What you are asked to do -> Your job is to write out each record exactly, leaving none out.

[Records provided Boundary: Start]

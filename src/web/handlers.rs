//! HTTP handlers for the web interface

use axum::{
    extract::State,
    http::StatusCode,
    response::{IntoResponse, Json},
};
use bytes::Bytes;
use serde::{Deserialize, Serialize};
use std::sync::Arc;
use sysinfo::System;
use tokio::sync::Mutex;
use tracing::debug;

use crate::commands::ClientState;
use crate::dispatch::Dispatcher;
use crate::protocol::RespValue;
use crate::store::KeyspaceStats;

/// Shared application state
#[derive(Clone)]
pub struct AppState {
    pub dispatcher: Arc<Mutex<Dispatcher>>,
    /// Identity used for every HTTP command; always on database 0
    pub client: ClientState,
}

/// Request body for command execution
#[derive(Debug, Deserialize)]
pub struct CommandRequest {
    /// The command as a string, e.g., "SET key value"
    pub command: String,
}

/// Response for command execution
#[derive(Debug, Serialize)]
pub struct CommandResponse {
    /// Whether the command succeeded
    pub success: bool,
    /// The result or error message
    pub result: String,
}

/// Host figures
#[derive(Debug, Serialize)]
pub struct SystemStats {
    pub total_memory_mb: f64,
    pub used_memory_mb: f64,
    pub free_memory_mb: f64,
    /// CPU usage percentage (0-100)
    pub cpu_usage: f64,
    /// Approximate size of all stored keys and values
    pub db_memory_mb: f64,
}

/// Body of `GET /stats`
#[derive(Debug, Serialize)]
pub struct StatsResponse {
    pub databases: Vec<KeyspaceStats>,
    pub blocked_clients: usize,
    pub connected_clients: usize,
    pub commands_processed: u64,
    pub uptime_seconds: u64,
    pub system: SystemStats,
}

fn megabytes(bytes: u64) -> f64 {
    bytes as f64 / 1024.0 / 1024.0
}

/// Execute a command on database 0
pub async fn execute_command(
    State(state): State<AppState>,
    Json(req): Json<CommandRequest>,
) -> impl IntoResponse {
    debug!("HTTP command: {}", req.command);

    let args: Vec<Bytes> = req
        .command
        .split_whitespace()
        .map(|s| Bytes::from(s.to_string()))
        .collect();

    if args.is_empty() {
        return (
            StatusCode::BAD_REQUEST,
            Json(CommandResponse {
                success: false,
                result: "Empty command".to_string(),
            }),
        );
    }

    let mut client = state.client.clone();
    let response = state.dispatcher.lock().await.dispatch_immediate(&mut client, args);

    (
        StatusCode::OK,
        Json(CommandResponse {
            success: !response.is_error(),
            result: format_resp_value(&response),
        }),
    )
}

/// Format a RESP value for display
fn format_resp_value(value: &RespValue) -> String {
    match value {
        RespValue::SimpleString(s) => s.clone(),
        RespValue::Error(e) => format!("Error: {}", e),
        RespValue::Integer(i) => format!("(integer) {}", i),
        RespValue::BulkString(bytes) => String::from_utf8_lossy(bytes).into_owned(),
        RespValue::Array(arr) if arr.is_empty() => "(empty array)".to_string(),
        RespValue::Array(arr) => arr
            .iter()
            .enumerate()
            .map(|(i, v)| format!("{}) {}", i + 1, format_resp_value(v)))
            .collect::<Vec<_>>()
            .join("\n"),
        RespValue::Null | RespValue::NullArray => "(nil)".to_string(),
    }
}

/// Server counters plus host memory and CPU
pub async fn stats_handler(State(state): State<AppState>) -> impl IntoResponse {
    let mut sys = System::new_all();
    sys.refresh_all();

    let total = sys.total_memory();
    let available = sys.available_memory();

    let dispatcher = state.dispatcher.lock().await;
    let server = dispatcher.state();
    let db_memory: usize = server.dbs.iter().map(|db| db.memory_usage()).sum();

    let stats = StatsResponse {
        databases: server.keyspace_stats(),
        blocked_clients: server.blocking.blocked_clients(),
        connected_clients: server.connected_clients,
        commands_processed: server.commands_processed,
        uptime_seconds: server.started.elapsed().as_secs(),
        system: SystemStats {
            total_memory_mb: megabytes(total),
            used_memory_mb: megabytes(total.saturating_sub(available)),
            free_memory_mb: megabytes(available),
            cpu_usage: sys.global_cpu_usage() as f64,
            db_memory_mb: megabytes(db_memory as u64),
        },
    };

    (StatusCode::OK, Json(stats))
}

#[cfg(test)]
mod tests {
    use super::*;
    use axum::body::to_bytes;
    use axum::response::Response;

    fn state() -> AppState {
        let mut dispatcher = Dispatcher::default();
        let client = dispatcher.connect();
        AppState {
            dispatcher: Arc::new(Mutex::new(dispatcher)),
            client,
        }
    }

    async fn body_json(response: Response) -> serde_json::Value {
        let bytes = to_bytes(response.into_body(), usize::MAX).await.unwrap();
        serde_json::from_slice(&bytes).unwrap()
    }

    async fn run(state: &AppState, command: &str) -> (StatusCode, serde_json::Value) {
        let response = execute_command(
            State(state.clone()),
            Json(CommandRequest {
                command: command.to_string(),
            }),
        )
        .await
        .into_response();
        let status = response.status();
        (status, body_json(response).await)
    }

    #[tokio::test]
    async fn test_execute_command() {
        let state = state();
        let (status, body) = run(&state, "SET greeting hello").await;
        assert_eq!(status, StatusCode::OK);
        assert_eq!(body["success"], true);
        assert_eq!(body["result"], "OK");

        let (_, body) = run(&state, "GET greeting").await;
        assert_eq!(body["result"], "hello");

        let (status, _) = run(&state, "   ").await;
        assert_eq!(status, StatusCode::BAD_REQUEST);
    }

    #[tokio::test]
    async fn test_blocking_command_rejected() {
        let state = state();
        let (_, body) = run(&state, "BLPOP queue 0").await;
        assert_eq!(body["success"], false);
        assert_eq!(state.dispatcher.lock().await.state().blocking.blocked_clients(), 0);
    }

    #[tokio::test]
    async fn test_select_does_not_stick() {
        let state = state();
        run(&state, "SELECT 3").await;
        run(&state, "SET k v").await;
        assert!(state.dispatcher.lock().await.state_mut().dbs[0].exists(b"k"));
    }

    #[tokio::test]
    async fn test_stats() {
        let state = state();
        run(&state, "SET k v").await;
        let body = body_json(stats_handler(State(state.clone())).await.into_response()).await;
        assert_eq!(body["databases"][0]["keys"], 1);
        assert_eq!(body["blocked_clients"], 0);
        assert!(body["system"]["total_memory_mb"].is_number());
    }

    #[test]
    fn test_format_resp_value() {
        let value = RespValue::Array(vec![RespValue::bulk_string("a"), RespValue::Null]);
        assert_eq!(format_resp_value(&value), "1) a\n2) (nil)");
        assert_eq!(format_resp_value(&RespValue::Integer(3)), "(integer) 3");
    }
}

[Records provided Boundary: End]

Solution for this task ->
filename src/web/handlers.rs
//! HTTP handlers for the web interface

use axum::{
    extract::State,
    http::StatusCode,
    response::{IntoResponse, Json},
};
use bytes::Bytes;
use serde::{Deserialize, Serialize};
use std::sync::Arc;
use sysinfo::System;
use tokio::sync::Mutex;
use tracing::debug;

use crate::commands::ClientState;
use crate::dispatch::Dispatcher;
use crate::protocol::RespValue;
use crate::store::KeyspaceStats;

/// Shared application state
#[derive(Clone)]
pub struct AppState {
    pub dispatcher: Arc<Mutex<Dispatcher>>,
    /// Identity used for every HTTP command; always on database 0
    pub client: ClientState,
}

/// Request body for command execution
#[derive(Debug, Deserialize)]
pub struct CommandRequest {
    /// The command as a string, e.g., "SET key value"
    pub command: String,
}

/// Response for command execution
#[derive(Debug, Serialize)]
pub struct CommandResponse {
    /// Whether the command succeeded
    pub success: bool,
    /// The result or error message
    pub result: String,
}

/// Host figures
#[derive(Debug, Serialize)]
pub struct SystemStats {
    pub total_memory_mb: f64,
    pub used_memory_mb: f64,
    pub free_memory_mb: f64,
    /// CPU usage percentage (0-100)
    pub cpu_usage: f64,
    /// Approximate size of all stored keys and values
    pub db_memory_mb: f64,
}

/// Body of `GET /stats`
#[derive(Debug, Serialize)]
pub struct StatsResponse {
    pub databases: Vec<KeyspaceStats>,
    pub blocked_clients: usize,
    pub connected_clients: usize,
    pub commands_processed: u64,
    pub uptime_seconds: u64,
    pub system: SystemStats,
}

fn megabytes(bytes: u64) -> f64 {
    bytes as f64 / 1024.0 / 1024.0
}

/// Execute a command on database 0
pub async fn execute_command(
    State(state): State<AppState>,
    Json(req): Json<CommandRequest>,
) -> impl IntoResponse {
    debug!("HTTP command: {}", req.command);

    let args: Vec<Bytes> = req
        .command
        .split_whitespace()
        .map(|s| Bytes::from(s.to_string()))
        .collect();

    if args.is_empty() {
        return (
            StatusCode::BAD_REQUEST,
            Json(CommandResponse {
                success: false,
                result: "Empty command".to_string(),
            }),
        );
    }

    let mut client = state.client.clone();
    let response = state.dispatcher.lock().await.dispatch_immediate(&mut client, args);

    (
        StatusCode::OK,
        Json(CommandResponse {
            success: !response.is_error(),
            result: format_resp_value(&response),
        }),
    )
}

/// Format a RESP value for display
fn format_resp_value(value: &RespValue) -> String {
    match value {
        RespValue::SimpleString(s) => s.clone(),
        RespValue::Error(e) => format!("Error: {}", e),
        RespValue::Integer(i) => format!("(integer) {}", i),
        RespValue::BulkString(bytes) => String::from_utf8_lossy(bytes).into_owned(),
        RespValue::Array(arr) if arr.is_empty() => "(empty array)".to_string(),
        RespValue::Array(arr) => arr
            .iter()
            .enumerate()
            .map(|(i, v)| format!("{}) {}", i + 1, format_resp_value(v)))
            .collect::<Vec<_>>()
            .join("\n"),
        RespValue::Null | RespValue::NullArray => "(nil)".to_string(),
    }
}

/// Server counters plus host memory and CPU
pub async fn stats_handler(State(state): State<AppState>) -> impl IntoResponse {
    let mut sys = System::new_all();
    sys.refresh_all();

    let total = sys.total_memory();
    let available = sys.available_memory();

    let dispatcher = state.dispatcher.lock().await;
    let server = dispatcher.state();
    let db_memory: usize = server.dbs.iter().map(|db| db.memory_usage()).sum();

    let stats = StatsResponse {
        databases: server.keyspace_stats(),
        blocked_clients: server.blocking.blocked_clients(),
        connected_clients: server.connected_clients,
        commands_processed: server.commands_processed,
        uptime_seconds: server.started.elapsed().as_secs(),
        system: SystemStats {
            total_memory_mb: megabytes(total),
            used_memory_mb: megabytes(total.saturating_sub(available)),
            free_memory_mb: megabytes(available),
            cpu_usage: sys.global_cpu_usage() as f64,
            db_memory_mb: megabytes(db_memory as u64),
        },
    };

    (StatusCode::OK, Json(stats))
}

#[cfg(test)]
mod tests {
    use super::*;
    use axum::body::to_bytes;
    use axum::response::Response;

    fn state() -> AppState {
        let mut dispatcher = Dispatcher::default();
        let client = dispatcher.connect();
        AppState {
            dispatcher: Arc::new(Mutex::new(dispatcher)),
            client,
        }
    }

    async fn body_json(response: Response) -> serde_json::Value {
        let bytes = to_bytes(response.into_body(), usize::MAX).await.unwrap();
        serde_json::from_slice(&bytes).unwrap()
    }

    async fn run(state: &AppState, command: &str) -> (StatusCode, serde_json::Value) {
        let response = execute_command(
            State(state.clone()),
            Json(CommandRequest {
                command: command.to_string(),
            }),
        )
        .await
        .into_response();
        let status = response.status();
        (status, body_json(response).await)
    }

    #[tokio::test]
    async fn test_execute_command() {
        let state = state();
        let (status, body) = run(&state, "SET greeting hello").await;
        assert_eq!(status, StatusCode::OK);
        assert_eq!(body["success"], true);
        assert_eq!(body["result"], "OK");

        let (_, body) = run(&state, "GET greeting").await;
        assert_eq!(body["result"], "hello");

        let (status, _) = run(&state, "   ").await;
        assert_eq!(status, StatusCode::BAD_REQUEST);
    }

    #[tokio::test]
    async fn test_blocking_command_rejected() {
        let state = state();
        let (_, body) = run(&state, "BLPOP queue 0").await;
        assert_eq!(body["success"], false);
        assert_eq!(state.dispatcher.lock().await.state().blocking.blocked_clients(), 0);
    }

    #[tokio::test]
    async fn test_select_does_not_stick() {
        let state = state();
        run(&state, "SELECT 3").await;
        run(&state, "SET k v").await;
        assert!(state.dispatcher.lock().await.state_mut().dbs[0].exists(b"k"));
    }

    #[tokio::test]
    async fn test_stats() {
        let state = state();
        run(&state, "SET k v").await;
        let body = body_json(stats_handler(State(state.clone())).await.into_response()).await;
        assert_eq!(body["databases"][0]["keys"], 1);
        assert_eq!(body["blocked_clients"], 0);
        assert!(body["system"]["total_memory_mb"].is_number());
    }

    #[test]
    fn test_format_resp_value() {
        let value = RespValue::Array(vec![RespValue::bulk_string("a"), RespValue::Null]);
        assert_eq!(format_resp_value(&value), "1) a\n2) (nil)");
        assert_eq!(format_resp_value(&RespValue::Integer(3)), "(integer) 3");
    }
}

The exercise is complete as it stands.